Um modelo paradigmático de testagem é o do Reino Unido. Os cidadãos recebem gratuitamente os kits de testes em suas casas, ou podem retirá-los em diversos pontos de distribuição. Além disso, diversos locais – como espaços de trabalho e instituições de ensino – disponibilizam testes na entrada, permitindo que os frequentadores se testem antes de entrar no recinto. Ao garantir farto acesso a testes e sem depender da disponibilidade de profissional especializado para a sua realização, essa política pública induz a massificação da testagem, que agora é feita não apenas em estabelecimentos de saúde, mas também em ambientes de trabalho, escolas, universidades, espaços onde são realizados eventos esportivos, culturais ou empresariais, unidades de privação de liberdade e locais de grande circulação de pessoas. Além do Reino Unido, os autotestes são autorizados pelo menos nos Estados Unidos, Argentina, Israel, Cingapura, França e Alemanha.
O fato de que esses países permitem que pessoas leigas realizem o autoteste é prova de que é possível orientar corretamente as pessoas sobre como realizar o teste, por meio de bulas com instruções de uso em linguagem clara e acessível quanto à coleta e ao descarte de material biológico, bem como usando plataformas – via internet, ou em aplicativos – em que os resultados são informados às autoridades e nas quais são fornecidas diretrizes de qual conduta adotar em caso positivo - o autoisolamento, monitoramento de sintomas e a busca pelos serviços de saúde se necessário.
Em alguns países, a política adotada é a de direcionar as pessoas, cujo autoteste de antígeno tenha resultado positivo, aos estabelecimentos oficiais de saúde, para que se confirme o diagnóstico por meio do teste RT-PCR – reduzindo os custos de testagem e aumentando a eficiência de recursos públicos investidos na aquisição de tais testes. É importante lembrar ainda que, nesses países, para gerar efeitos jurídicos e trabalhistas, os testes oficiais, com respectivos laudos assinados por profissionais, seguem sendo exigidos.

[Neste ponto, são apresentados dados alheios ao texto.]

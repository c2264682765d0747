use actix_web::{HttpResponse, Result, get, post, web};
use log::{debug, info};

use super::models::{
    AppState, ChainResponse, MineRequest, MineResponse, SettingsRequest, ValidateResponse,
};
use crate::blockchain::DIFF_MAX;
use crate::error::EngineError;
use crate::transaction::SelectionPolicy;

/// Get the full blockchain.
#[get("/chain/")]
pub async fn get_chain(state: web::Data<AppState>) -> Result<HttpResponse> {
    let bc = state.chain()?;
    Ok(HttpResponse::Ok().json(ChainResponse {
        length: bc.len(),
        chain: &bc.chain,
    }))
}

/// Whole chain as text.
#[get("/chain/print/")]
pub async fn print_chain(state: web::Data<AppState>) -> Result<HttpResponse> {
    let bc = state.chain()?;
    Ok(HttpResponse::Ok()
        .content_type("text/plain; charset=utf-8")
        .body(bc.to_string()))
}

fn parse_index(raw: &str) -> Result<u64, EngineError> {
    raw.trim()
        .parse()
        .map_err(|_| EngineError::InvalidInput(format!("Invalid Block No. '{raw}'")))
}

#[get("/block/{index}/")]
pub async fn get_block(
    state: web::Data<AppState>,
    path: web::Path<(String,)>,
) -> Result<HttpResponse> {
    let index = parse_index(&path.into_inner().0)?;
    let bc = state.chain()?;
    let block = bc.get_block(index)?;
    Ok(HttpResponse::Ok().json(block))
}

#[get("/block/{index}/print/")]
pub async fn print_block(
    state: web::Data<AppState>,
    path: web::Path<(String,)>,
) -> Result<HttpResponse> {
    let index = parse_index(&path.into_inner().0)?;
    let bc = state.chain()?;
    let text = bc.render_block(index)?;
    Ok(HttpResponse::Ok()
        .content_type("text/plain; charset=utf-8")
        .body(text))
}

/// Validate the whole chain.
#[get("/validate/")]
pub async fn validate_chain(state: web::Data<AppState>) -> Result<HttpResponse> {
    let bc = state.chain()?;
    let invalid_at = bc.first_invalid_block();
    Ok(HttpResponse::Ok().json(ValidateResponse {
        valid: invalid_at.is_none(),
        length: bc.len(),
        invalid_at,
    }))
}

/// Mine a new block from the pending pool:
/// - Select up to `max_txs_per_block` txs with the requested policy
/// - Append the reward (base reward + fees) for `miner_address`
/// - Mine PoW and append the block
///
/// The search runs on the blocking pool and keeps the chain locked; other
/// requests get 503 until it finishes.
#[post("/mine/")]
pub async fn mine_block(
    state: web::Data<AppState>,
    req: web::Json<MineRequest>,
) -> Result<HttpResponse> {
    let MineRequest {
        miner_address,
        policy,
    } = req.into_inner();
    let miner_address = miner_address.trim().to_string();
    if miner_address.is_empty() {
        return Err(EngineError::InvalidInput("miner_address required".into()).into());
    }
    let policy: SelectionPolicy = policy.as_deref().unwrap_or_default().parse()?;
    debug!("POST /mine/ - policy={policy} miner={miner_address}");

    let resp = web::block(move || -> Result<MineResponse, EngineError> {
        let mut bc = state.chain()?;
        let block = bc.mine_next_block(policy, &miner_address).clone();
        Ok(MineResponse {
            mined_index: block.index,
            hash: block.hash,
            nonce: block.nonce,
            difficulty: block.difficulty,
            block_time_ms: block.block_time.as_millis(),
            transactions: block.transactions.len(),
            pending: bc.pending().len(),
        })
    })
    .await??;

    info!(
        "MINER - sealed block #{} (hash={}, nonce={}, difficulty={})",
        resp.mined_index, resp.hash, resp.nonce, resp.difficulty
    );
    Ok(HttpResponse::Ok().json(resp))
}

/// Current mining settings.
#[get("/settings/")]
pub async fn get_settings(state: web::Data<AppState>) -> Result<HttpResponse> {
    let settings = state.chain()?.settings();
    Ok(HttpResponse::Ok().json(settings))
}

/// Toggle threading / dynamic difficulty or change the fixed difficulty
/// (affects future blocks only).
#[post("/settings/")]
pub async fn set_settings(
    state: web::Data<AppState>,
    body: web::Json<SettingsRequest>,
) -> Result<HttpResponse> {
    if body.fixed_difficulty.is_some_and(|d| d > DIFF_MAX) {
        return Err(EngineError::InvalidInput(format!(
            "difficulty too high for dev mode (max {DIFF_MAX})"
        ))
        .into());
    }
    let mut bc = state.chain()?;
    let mut settings = bc.settings();
    if let Some(threaded) = body.threaded {
        settings.threaded = threaded;
    }
    if let Some(dynamic) = body.dynamic_difficulty {
        settings.dynamic_difficulty = dynamic;
    }
    if let Some(difficulty) = body.fixed_difficulty {
        settings.fixed_difficulty = difficulty;
    }
    bc.set_settings(settings);
    info!("SETTINGS - {settings:?}");
    Ok(HttpResponse::Ok().json(settings))
}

Acreditamos que no atual momento da pandemia, a aprovação de autotestes e a sua incorporação nas políticas públicas de enfrentamento à pandemia ampliaria e facilitaria o acesso à testagem para toda a população, favorecendo o controle da transmissão, desafio ainda maior agora, com a circulação da variante Ômicron, de alta capacidade de transmissão. Dentre as estratégias de saúde pública, o teste de antígeno poderia ser utilizado em ocasiões nas quais há alto risco de transmissão - como na entrada de escolas, do trabalho, de espaços fechados de lazer, de grandes concertos e eventos onde há aglomeração, dentre outros.
Ademais, a incorporação de autotestagem, como política pública, também diminuiria o potencial de transmissão do vírus nos locais de realização de testes. Hoje, no Brasil, como as possibilidades de testagem são restritas a estabelecimentos de saúde, farmácias e laboratórios, o que induz que ocorra a concentração de pessoas nos mesmos locais, que não raro são improvisados e sem ventilação, ou em salas fechadas onde pessoas infectadas precisam retirar as máscaras no momento da coleta para serem testadas. Ou seja, a política atual acaba por estimular o contágio, não para mitigá-lo.

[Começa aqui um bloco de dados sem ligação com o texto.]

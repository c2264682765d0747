use actix_web::{HttpResponse, Result, get, post, web};
use log::{debug, info, warn};
use std::time::Instant;

use super::models::{
    AppState, MempoolEntry, MempoolResponse, NewTxRequest, NewTxResponse, VerifySignatureRequest,
    VerifySignatureResponse,
};
use crate::error::EngineError;
use crate::transaction::Transaction;
use crate::wallet::verify_signature_hex;

/// Parse a user-typed quantity. Unparsable text is an input error; sign and
/// finiteness are checked when the transaction is built.
fn parse_quantity(field: &str, raw: &str) -> Result<f64, EngineError> {
    raw.trim()
        .parse::<f64>()
        .map_err(|_| EngineError::InvalidInput(format!("{field} '{raw}' is not a number")))
}

/// Sign a new transaction with the sender's key and queue it for mining.
#[post("/tx/")]
pub async fn post_transaction(
    state: web::Data<AppState>,
    body: web::Json<NewTxRequest>,
) -> Result<HttpResponse> {
    let t0 = Instant::now();
    let req = body.into_inner();

    let amount = parse_quantity("amount", &req.amount)?;
    let fee = parse_quantity("fee", &req.fee)?;

    let tx = Transaction::new_signed(&req.sender, &req.private_key, &req.recipient, amount, fee)
        .inspect_err(|e| warn!("POST /tx/ - rejected: {e}"))?;
    debug!("POST /tx/ - built tx hash={}", tx.hash);

    {
        let mut bc = state.chain()?;
        bc.submit_transaction(tx.clone());
        debug!("POST /tx/ - pool size now {}", bc.pending().len());
    }

    info!(
        "POST /tx/ - hash={} OK ({} ms)",
        tx.hash,
        t0.elapsed().as_millis()
    );
    Ok(HttpResponse::Ok().json(NewTxResponse {
        hash: tx.hash.clone(),
        transaction: tx,
    }))
}

/// Verify a DER signature over a hex digest with the signer's public key.
#[post("/tx/verify/")]
pub async fn verify_signature(body: web::Json<VerifySignatureRequest>) -> Result<HttpResponse> {
    let valid = verify_signature_hex(&body.public_key, &body.signature, &body.digest)?;
    debug!("POST /tx/verify/ - digest={} valid={valid}", body.digest);
    Ok(HttpResponse::Ok().json(VerifySignatureResponse { valid }))
}

/// List current mempool: hashes plus a signature check per entry.
#[get("/mempool/")]
pub async fn get_mempool(state: web::Data<AppState>) -> Result<HttpResponse> {
    let bc = state.chain()?;
    let entries = bc
        .pending()
        .iter()
        .map(|t| MempoolEntry {
            hash: t.hash.clone(),
            signature_valid: t.has_valid_signature(),
        })
        .collect::<Vec<_>>();
    Ok(HttpResponse::Ok().json(MempoolResponse {
        size: entries.len(),
        transactions: entries,
    }))
}

/// Pending transactions as text.
#[get("/mempool/print/")]
pub async fn print_mempool(state: web::Data<AppState>) -> Result<HttpResponse> {
    let bc = state.chain()?;
    Ok(HttpResponse::Ok()
        .content_type("text/plain; charset=utf-8")
        .body(bc.render_pending()))
}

Assim, uma primeira medida que precisa ser considerada com urgência pelas autoridades sanitárias é buscar a exceção prevista no parágrafo único do art. 15 da Resolução ANVISA/RDC n° 36/2015, que atualmente veda o uso de autotestes por usuários leigos. Há um precedente de sucesso nas políticas de saúde adotadas no Brasil, que é a autorização dos autotestes do HIV. Em consonância com recomendações da OMS, o autoteste para o HIV é uma estratégia que visa a complementar os esforços de testagem, que proporciona maior autonomia ao indivíduo ao mesmo tempo em que aumenta o acesso ao diagnóstico nas situações em que os métodos convencionais adotados nos serviços de saúde não permitem alcançar em tempo oportuno a todos que precisam ser testados.
Não se pode esquecer que estamos diante de um cenário excepcional, trazido pela pandemia da Covid-19, no qual a legislação vigente inclusive autoriza a importação de insumos de saúde aprovados por autoridades sanitárias de referência de outros países (Lei n° 14.006/2020).
Quais seriam os riscos e benefícios associados à liberação de autotestes no Brasil?
A preocupação com a liberação dos autotestes deriva de uma série de objeções que, a nosso ver, não justificam sua proibição, em termos dos benefícios mencionados acima.
Uma objeção técnica à liberação dos autotestes é que as pessoas leigas podem se enganar quanto à interpretação do resultado, o que significaria um risco da perspectiva de romper com a exclusividade dos profissionais de saúde em sua aplicação. Porém, com base nas experiências de outros países e de outras doenças, os benefícios da liberação do autoteste são significativamente maiores do que esses eventuais riscos.